Affected by the falling price of rubber.

Mr Wanchai Prommak is a 50-year-old rubber tapper living with his wife and four young children in Thailand who has been affected by the falling price of rubber. It was once his only source of income. Not any more. Our Rurality project in Thailand is supporting rubber farmers to adopt additional on-farm livelihood activities to improve the stability of household income, making them less reliant on a single crop.

We identify viable opportunities for farmers that fit their production system – tapping is done every day during the early morning and available time to other activities can be limited. Rurality is exploring additional options including the intercropping of vegetables, aquaculture, poultry and soap making, but in Mr Wanchai’s case the project has supported the development of a quail enterprise to sell eggs and chicks. He is one of 147 farmers in Thailand we have supported to diversify their income since the project began.
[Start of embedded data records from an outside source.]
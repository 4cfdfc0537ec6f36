//! Dashboard snapshot store
//!
//! The processing loop is the only writer; any number of readers (an HTTP
//! handler, a status printer) take snapshots. A publish swaps in a complete
//! new snapshot, so readers never see half of one frame and half of another.

use crate::config::{AlertConfig, ScoringConfig};
use crate::types::{CongestionStatus, Metrics, Sector, StatusColor};
use chrono::{DateTime, Utc};
use serde::{Deserialize, Serialize};
use std::sync::{Arc, PoisonError, RwLock};
use uuid::Uuid;

/// Message shown before the first analyzed frame
pub const INITIALIZING_MESSAGE: &str = "System monitoring...";

/// Status shown on the dashboard, including the pre-analysis state
#[derive(Debug, Clone, Copy, PartialEq, Eq, Serialize, Deserialize)]
#[serde(rename_all = "UPPERCASE")]
pub enum FeedStatus {
    Initializing,
    Normal,
    Warning,
    Critical,
}

impl From<CongestionStatus> for FeedStatus {
    fn from(status: CongestionStatus) -> Self {
        match status {
            CongestionStatus::Normal => FeedStatus::Normal,
            CongestionStatus::Warning => FeedStatus::Warning,
            CongestionStatus::Critical => FeedStatus::Critical,
        }
    }
}

/// Everything the dashboard displays for one committed frame
#[derive(Debug, Clone, PartialEq, Serialize, Deserialize)]
pub struct DashboardSnapshot {
    pub instance_id: Uuid,
    /// Index of the frame these metrics came from (0 before the first one)
    pub frame_index: u64,
    pub status: FeedStatus,
    pub score: f64,
    pub occupancy: usize,
    pub excluded: usize,
    pub hotspot: Option<Sector>,
    pub recommendation: String,
    pub color: Option<StatusColor>,
    pub color_hex: Option<String>,
    pub alert_triggered: bool,
    pub thresh_warn: f64,
    pub thresh_danger: f64,
    pub alert_destination: Option<String>,
    pub updated_at: DateTime<Utc>,
}

#[derive(Debug, Clone)]
struct DisplayContext {
    instance_id: Uuid,
    thresh_warn: f64,
    thresh_danger: f64,
    alert_destination: Option<String>,
}

/// Shared handle to the latest snapshot; clones share the same slot
#[derive(Debug, Clone)]
pub struct DashboardStore {
    context: Arc<DisplayContext>,
    latest: Arc<RwLock<Arc<DashboardSnapshot>>>,
}

impl DashboardStore {
    pub fn new(scoring: &ScoringConfig, alerts: &AlertConfig) -> Self {
        let context = DisplayContext {
            instance_id: Uuid::new_v4(),
            thresh_warn: scoring.warning_threshold,
            thresh_danger: scoring.critical_threshold,
            alert_destination: alerts.destination.clone(),
        };
        let initial = initializing_snapshot(&context);
        Self {
            context: Arc::new(context),
            latest: Arc::new(RwLock::new(Arc::new(initial))),
        }
    }

    pub fn instance_id(&self) -> Uuid {
        self.context.instance_id
    }

    /// Latest committed snapshot
    pub fn snapshot(&self) -> Arc<DashboardSnapshot> {
        let guard = self.latest.read().unwrap_or_else(PoisonError::into_inner);
        Arc::clone(&guard)
    }

    /// Replace the current snapshot
    pub fn publish(&self, snapshot: DashboardSnapshot) {
        let snapshot = Arc::new(snapshot);
        let mut guard = self.latest.write().unwrap_or_else(PoisonError::into_inner);
        *guard = snapshot;
    }

    /// Publish the metrics of one analyzed frame
    pub fn publish_metrics(
        &self,
        frame_index: u64,
        metrics: &Metrics,
        recommendation: String,
        alert_triggered: bool,
        updated_at: DateTime<Utc>,
    ) {
        let color = metrics.status.color();
        self.publish(DashboardSnapshot {
            instance_id: self.context.instance_id,
            frame_index,
            status: metrics.status.into(),
            score: metrics.congestion_index,
            occupancy: metrics.count,
            excluded: metrics.excluded,
            hotspot: Some(metrics.hotspot),
            recommendation,
            color: Some(color),
            color_hex: Some(color.hex().to_string()),
            alert_triggered,
            thresh_warn: self.context.thresh_warn,
            thresh_danger: self.context.thresh_danger,
            alert_destination: self.context.alert_destination.clone(),
            updated_at,
        });
    }

    /// Return the dashboard to its pre-analysis state
    pub fn publish_initializing(&self) {
        self.publish(initializing_snapshot(&self.context));
    }

    /// Republish the current snapshot with a new alert flag
    pub fn set_alert_triggered(&self, alert_triggered: bool) {
        let mut guard = self.latest.write().unwrap_or_else(PoisonError::into_inner);
        if guard.alert_triggered != alert_triggered {
            let mut next = DashboardSnapshot::clone(&guard);
            next.alert_triggered = alert_triggered;
            next.updated_at = Utc::now();
            *guard = Arc::new(next);
        }
    }

    pub fn to_json(&self) -> Result<String, serde_json::Error> {
        serde_json::to_string(&*self.snapshot())
    }
}

fn initializing_snapshot(context: &DisplayContext) -> DashboardSnapshot {
    DashboardSnapshot {
        instance_id: context.instance_id,
        frame_index: 0,
        status: FeedStatus::Initializing,
        score: 0.0,
        occupancy: 0,
        excluded: 0,
        hotspot: None,
        recommendation: INITIALIZING_MESSAGE.to_string(),
        color: None,
        color_hex: None,
        alert_triggered: false,
        thresh_warn: context.thresh_warn,
        thresh_danger: context.thresh_danger,
        alert_destination: context.alert_destination.clone(),
        updated_at: Utc::now(),
    }
}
He was able to set up this new quail egg enterprise through the training and mentoring we provided over the past year. This now brings in an average of USD $7 per day from egg sales. With the market demand for quail eggs increasing Mr Wanchai is becoming more confident his new enterprise will continue to grow. The additional benefit for him is that quail manure is also a rich source of organic fertiliser that can be used to improve the quality of soil on his rubber plantation.

Mr Wanchai Prommak is one of 147 farmers in Thailand we have supported to diversify their income since Rurality began.

Circumstances differ from farmer to farmer, which is why we are providing both group and individual training to ensure targeted support. As farmers begin to invest in their enterprise, individual training is important to support farmers in getting it off the ground. This includes working with them to keep a record of their activities, which can later be analysed to determine their profitability.

The current market price for rubber means that enterprise diversification is not only supporting farmers to maintain their standard of living, but is also helping to keep rubber trees in the ground. With the low prices, many farmers are interested in converting their plantations to other crops, such as palm oil or durian.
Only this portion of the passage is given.